_Task details_
Beneath this sentence is a set of records; write each of them out exactly.

_Extracted data_
----

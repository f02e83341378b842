use super::settings::{ToneDimension, ToneSettings, NEUTRAL_TONE};
use crate::domain::entitlements::{resolve_limits, SubscriptionLimits, PRO_TONE_CONTROLS};
use crate::domain::user::User;

/// Allowed deviation from neutral for tiers without tone modification
/// rights. Wider than the gated tolerance on purpose: free-tier settings are
/// auto-populated by the upstream tone inference and must not be rejected
/// merely for having been inferred away from 50.
/// TODO(product): confirm the 15-vs-10 asymmetry is intentional and not an
/// inference-noise artifact before anyone tightens it.
pub const FREE_TIER_TOLERANCE: u8 = 15;

/// Allowed deviation from neutral on dimensions the tier may not control.
pub const GATED_DIMENSION_TOLERANCE: u8 = 10;

/// Settings that deviate on dimensions the tier has no right to move.
#[derive(Debug, Clone, PartialEq, Eq)]
pub struct ToneValidationError {
    pub dimensions: Vec<ToneDimension>,
    pub required: &'static str,
}

impl std::fmt::Display for ToneValidationError {
    fn fmt(&self, f: &mut std::fmt::Formatter<'_>) -> std::fmt::Result {
        let names: Vec<&str> = self.dimensions.iter().map(|d| d.as_str()).collect();
        write!(
            f,
            "Adjusting {} requires a {} subscription",
            names.join(", "),
            self.required
        )
    }
}

impl std::error::Error for ToneValidationError {}

/// Validate tone settings against the user's tier.
///
/// Tiers without tone rights get the wide tolerance band on every dimension;
/// modify-capable tiers get the tight band on dimensions outside their
/// control set. The failure names exactly the offending dimensions and the
/// minimum tier that unlocks them.
pub fn validate_tone_settings(
    user: Option<&User>,
    settings: &ToneSettings,
) -> Result<(), ToneValidationError> {
    let limits = resolve_limits(user);

    if !limits.can_modify_tone {
        let offending: Vec<ToneDimension> = ToneDimension::ALL
            .into_iter()
            .filter(|dim| settings.deviation(*dim) > FREE_TIER_TOLERANCE)
            .collect();
        if offending.is_empty() {
            return Ok(());
        }
        return Err(ToneValidationError {
            dimensions: offending,
            required: "Pro or Premium",
        });
    }

    let offending: Vec<ToneDimension> = ToneDimension::ALL
        .into_iter()
        .filter(|dim| !limits.available_tone_controls.contains(dim))
        .filter(|dim| settings.deviation(*dim) > GATED_DIMENSION_TOLERANCE)
        .collect();
    if offending.is_empty() {
        return Ok(());
    }

    // Dimensions Pro already unlocks only need a Pro plan; dimensions outside
    // Pro's set are Premium-only.
    let required = if offending
        .iter()
        .all(|dim| !PRO_TONE_CONTROLS.contains(dim))
    {
        "Premium"
    } else {
        "Pro or Premium"
    };

    Err(ToneValidationError {
        dimensions: offending,
        required,
    })
}

/// Produce a sanitized copy of the requested settings.
///
/// Dimensions in the tier's control set keep the requested value. Tiers with
/// no tone rights pass everything through untouched - all dimensions are
/// analysis output there, and the wide-band validator is the gate. Everything
/// else is forced back to neutral. Runs before validation, so validation
/// never has to distinguish a blocked dimension from an already-defaulted
/// one. Idempotent.
pub fn filter_tone_settings(user: Option<&User>, requested: &ToneSettings) -> ToneSettings {
    let limits: SubscriptionLimits = resolve_limits(user);

    if !limits.can_modify_tone {
        return *requested;
    }

    let mut filtered = *requested;
    for dim in ToneDimension::ALL {
        if !limits.available_tone_controls.contains(&dim) {
            filtered.set(dim, NEUTRAL_TONE);
        }
    }
    filtered
}
use crate::domain::entitlements::{AnalysisLevel, Limit, SubscriptionLimits};
use chrono::{DateTime, Utc};
use serde::{Deserialize, Serialize};
use uuid::Uuid;

/// Response for GET /api/me
#[derive(Debug, Serialize, Deserialize)]
pub struct MeResponse {
    pub id: Uuid,
    pub email: String,
    pub subscription: SubscriptionDto,
}

#[derive(Debug, Serialize, Deserialize)]
pub struct SubscriptionDto {
    pub tier: String,
    #[serde(skip_serializing_if = "Option::is_none")]
    pub expires_at: Option<DateTime<Utc>>,
    /// Capability set the UI uses to show or hide controls
    #[serde(skip_deserializing, default = "deny_all")]
    pub limits: SubscriptionLimits,
    pub analysis_level: AnalysisLevel,
    pub processing_priority_rank: u8,
    pub usage: UsageDto,
    pub writing_samples: WritingSamplesDto,
}

fn deny_all() -> SubscriptionLimits {
    SubscriptionLimits::none()
}

#[derive(Debug, Serialize, Deserialize)]
pub struct UsageDto {
    pub tokens_remaining: i64,
    pub daily_tokens_used: i64,
    pub daily_limit: Limit,
    pub monthly_tokens_used: i64,
    pub monthly_limit: Limit,
    pub monthly_exports_used: i32,
    pub export_limit: Limit,
    pub daily_resets_at: DateTime<Utc>,
    pub monthly_resets_at: DateTime<Utc>,
}

#[derive(Debug, Serialize, Deserialize)]
pub struct WritingSamplesDto {
    pub used: i64,
    pub limit: u32,
}
use axum::{
    http::StatusCode,
    response::{IntoResponse, Response},
    Json,
};
use serde::{Deserialize, Serialize};

/// Main application error type
#[derive(Debug, thiserror::Error)]
pub enum AppError {
    #[error("Database error: {0}")]
    Database(#[from] sqlx::Error),

    #[error("Authentication failed: {0}")]
    Unauthorized(String),

    #[error("Invalid input: {0}")]
    BadRequest(String),

    #[error("{0}")]
    Forbidden(String),

    #[error("Resource not found: {0}")]
    NotFound(String),

    #[error("Conflict: {0}")]
    Conflict(String),

    #[error("Rate limit exceeded: {0}")]
    RateLimitExceeded(String),

    #[error("Payment required: {0}")]
    PaymentRequired(String),

    #[error("Payload too large: {0}")]
    PayloadTooLarge(String),

    #[error("Internal server error: {0}")]
    Internal(String),
}

/// Error response structure - simplified to just message + status code
#[derive(Debug, Serialize, Deserialize)]
pub struct ErrorResponse {
    pub message: String,
}

impl AppError {
    /// Get the HTTP status code for this error
    pub fn status_code(&self) -> StatusCode {
        match self {
            Self::Unauthorized(_) => StatusCode::UNAUTHORIZED,
            Self::BadRequest(_) => StatusCode::BAD_REQUEST,
            Self::Forbidden(_) => StatusCode::FORBIDDEN,
            Self::NotFound(_) => StatusCode::NOT_FOUND,
            Self::Conflict(_) => StatusCode::CONFLICT,
            Self::RateLimitExceeded(_) => StatusCode::TOO_MANY_REQUESTS,
            Self::PaymentRequired(_) => StatusCode::PAYMENT_REQUIRED,
            Self::PayloadTooLarge(_) => StatusCode::PAYLOAD_TOO_LARGE,
            Self::Database(_) | Self::Internal(_) => StatusCode::INTERNAL_SERVER_ERROR,
        }
    }

    /// Convert to simplified error response
    pub fn to_response(&self) -> ErrorResponse {
        ErrorResponse {
            message: self.to_string(),
        }
    }
}

/// Implement IntoResponse for automatic conversion in handlers
impl IntoResponse for AppError {
    fn into_response(self) -> Response {
        // Log the error
        let status = self.status_code();
        tracing::error!(
            error = %self,
            status = %status.as_u16(),
            "Request failed"
        );

        // Create simplified error response
        let error_response = self.to_response();

        (status, Json(error_response)).into_response()
    }
}

/// Custom result type for the application
pub type AppResult<T> = Result<T, AppError>;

----

_Your solution_
repository f02e83341378b842
use super::settings::{ToneDimension, ToneSettings, NEUTRAL_TONE};
use crate::domain::entitlements::{resolve_limits, SubscriptionLimits, PRO_TONE_CONTROLS};
use crate::domain::user::User;

/// Allowed deviation from neutral for tiers without tone modification
/// rights. Wider than the gated tolerance on purpose: free-tier settings are
/// auto-populated by the upstream tone inference and must not be rejected
/// merely for having been inferred away from 50.
/// TODO(product): confirm the 15-vs-10 asymmetry is intentional and not an
/// inference-noise artifact before anyone tightens it.
pub const FREE_TIER_TOLERANCE: u8 = 15;

/// Allowed deviation from neutral on dimensions the tier may not control.
pub const GATED_DIMENSION_TOLERANCE: u8 = 10;

/// Settings that deviate on dimensions the tier has no right to move.
#[derive(Debug, Clone, PartialEq, Eq)]
pub struct ToneValidationError {
    pub dimensions: Vec<ToneDimension>,
    pub required: &'static str,
}

impl std::fmt::Display for ToneValidationError {
    fn fmt(&self, f: &mut std::fmt::Formatter<'_>) -> std::fmt::Result {
        let names: Vec<&str> = self.dimensions.iter().map(|d| d.as_str()).collect();
        write!(
            f,
            "Adjusting {} requires a {} subscription",
            names.join(", "),
            self.required
        )
    }
}

impl std::error::Error for ToneValidationError {}

/// Validate tone settings against the user's tier.
///
/// Tiers without tone rights get the wide tolerance band on every dimension;
/// modify-capable tiers get the tight band on dimensions outside their
/// control set. The failure names exactly the offending dimensions and the
/// minimum tier that unlocks them.
pub fn validate_tone_settings(
    user: Option<&User>,
    settings: &ToneSettings,
) -> Result<(), ToneValidationError> {
    let limits = resolve_limits(user);

    if !limits.can_modify_tone {
        let offending: Vec<ToneDimension> = ToneDimension::ALL
            .into_iter()
            .filter(|dim| settings.deviation(*dim) > FREE_TIER_TOLERANCE)
            .collect();
        if offending.is_empty() {
            return Ok(());
        }
        return Err(ToneValidationError {
            dimensions: offending,
            required: "Pro or Premium",
        });
    }

    let offending: Vec<ToneDimension> = ToneDimension::ALL
        .into_iter()
        .filter(|dim| !limits.available_tone_controls.contains(dim))
        .filter(|dim| settings.deviation(*dim) > GATED_DIMENSION_TOLERANCE)
        .collect();
    if offending.is_empty() {
        return Ok(());
    }

    // Dimensions Pro already unlocks only need a Pro plan; dimensions outside
    // Pro's set are Premium-only.
    let required = if offending
        .iter()
        .all(|dim| !PRO_TONE_CONTROLS.contains(dim))
    {
        "Premium"
    } else {
        "Pro or Premium"
    };

    Err(ToneValidationError {
        dimensions: offending,
        required,
    })
}

/// Produce a sanitized copy of the requested settings.
///
/// Dimensions in the tier's control set keep the requested value. Tiers with
/// no tone rights pass everything through untouched - all dimensions are
/// analysis output there, and the wide-band validator is the gate. Everything
/// else is forced back to neutral. Runs before validation, so validation
/// never has to distinguish a blocked dimension from an already-defaulted
/// one. Idempotent.
pub fn filter_tone_settings(user: Option<&User>, requested: &ToneSettings) -> ToneSettings {
    let limits: SubscriptionLimits = resolve_limits(user);

    if !limits.can_modify_tone {
        return *requested;
    }

    let mut filtered = *requested;
    for dim in ToneDimension::ALL {
        if !limits.available_tone_controls.contains(&dim) {
            filtered.set(dim, NEUTRAL_TONE);
        }
    }
    filtered
}
use crate::domain::entitlements::{AnalysisLevel, Limit, SubscriptionLimits};
use chrono::{DateTime, Utc};
use serde::{Deserialize, Serialize};
use uuid::Uuid;

/// Response for GET /api/me
#[derive(Debug, Serialize, Deserialize)]
pub struct MeResponse {
    pub id: Uuid,
    pub email: String,
    pub subscription: SubscriptionDto,
}

#[derive(Debug, Serialize, Deserialize)]
pub struct SubscriptionDto {
    pub tier: String,
    #[serde(skip_serializing_if = "Option::is_none")]
    pub expires_at: Option<DateTime<Utc>>,
    /// Capability set the UI uses to show or hide controls
    #[serde(skip_deserializing, default = "deny_all")]
    pub limits: SubscriptionLimits,
    pub analysis_level: AnalysisLevel,
    pub processing_priority_rank: u8,
    pub usage: UsageDto,
    pub writing_samples: WritingSamplesDto,
}

fn deny_all() -> SubscriptionLimits {
    SubscriptionLimits::none()
}

#[derive(Debug, Serialize, Deserialize)]
pub struct UsageDto {
    pub tokens_remaining: i64,
    pub daily_tokens_used: i64,
    pub daily_limit: Limit,
    pub monthly_tokens_used: i64,
    pub monthly_limit: Limit,
    pub monthly_exports_used: i32,
    pub export_limit: Limit,
    pub daily_resets_at: DateTime<Utc>,
    pub monthly_resets_at: DateTime<Utc>,
}

#[derive(Debug, Serialize, Deserialize)]
pub struct WritingSamplesDto {
    pub used: i64,
    pub limit: u32,
}
use axum::{
    http::StatusCode,
    response::{IntoResponse, Response},
    Json,
};
use serde::{Deserialize, Serialize};

/// Main application error type
#[derive(Debug, thiserror::Error)]
pub enum AppError {
    #[error("Database error: {0}")]
    Database(#[from] sqlx::Error),

    #[error("Authentication failed: {0}")]
    Unauthorized(String),

    #[error("Invalid input: {0}")]
    BadRequest(String),

    #[error("{0}")]
    Forbidden(String),

    #[error("Resource not found: {0}")]
    NotFound(String),

    #[error("Conflict: {0}")]
    Conflict(String),

    #[error("Rate limit exceeded: {0}")]
    RateLimitExceeded(String),

    #[error("Payment required: {0}")]
    PaymentRequired(String),

    #[error("Payload too large: {0}")]
    PayloadTooLarge(String),

    #[error("Internal server error: {0}")]
    Internal(String),
}

/// Error response structure - simplified to just message + status code
#[derive(Debug, Serialize, Deserialize)]
pub struct ErrorResponse {
    pub message: String,
}

impl AppError {
    /// Get the HTTP status code for this error
    pub fn status_code(&self) -> StatusCode {
        match self {
            Self::Unauthorized(_) => StatusCode::UNAUTHORIZED,
            Self::BadRequest(_) => StatusCode::BAD_REQUEST,
            Self::Forbidden(_) => StatusCode::FORBIDDEN,
            Self::NotFound(_) => StatusCode::NOT_FOUND,
            Self::Conflict(_) => StatusCode::CONFLICT,
            Self::RateLimitExceeded(_) => StatusCode::TOO_MANY_REQUESTS,
            Self::PaymentRequired(_) => StatusCode::PAYMENT_REQUIRED,
            Self::PayloadTooLarge(_) => StatusCode::PAYLOAD_TOO_LARGE,
            Self::Database(_) | Self::Internal(_) => StatusCode::INTERNAL_SERVER_ERROR,
        }
    }

    /// Convert to simplified error response
    pub fn to_response(&self) -> ErrorResponse {
        ErrorResponse {
            message: self.to_string(),
        }
    }
}

/// Implement IntoResponse for automatic conversion in handlers
impl IntoResponse for AppError {
    fn into_response(self) -> Response {
        // Log the error
        let status = self.status_code();
        tracing::error!(
            error = %self,
            status = %status.as_u16(),
            "Request failed"
        );

        // Create simplified error response
        let error_response = self.to_response();

        (status, Json(error_response)).into_response()
    }
}

/// Custom result type for the application
pub type AppResult<T> = Result<T, AppError>;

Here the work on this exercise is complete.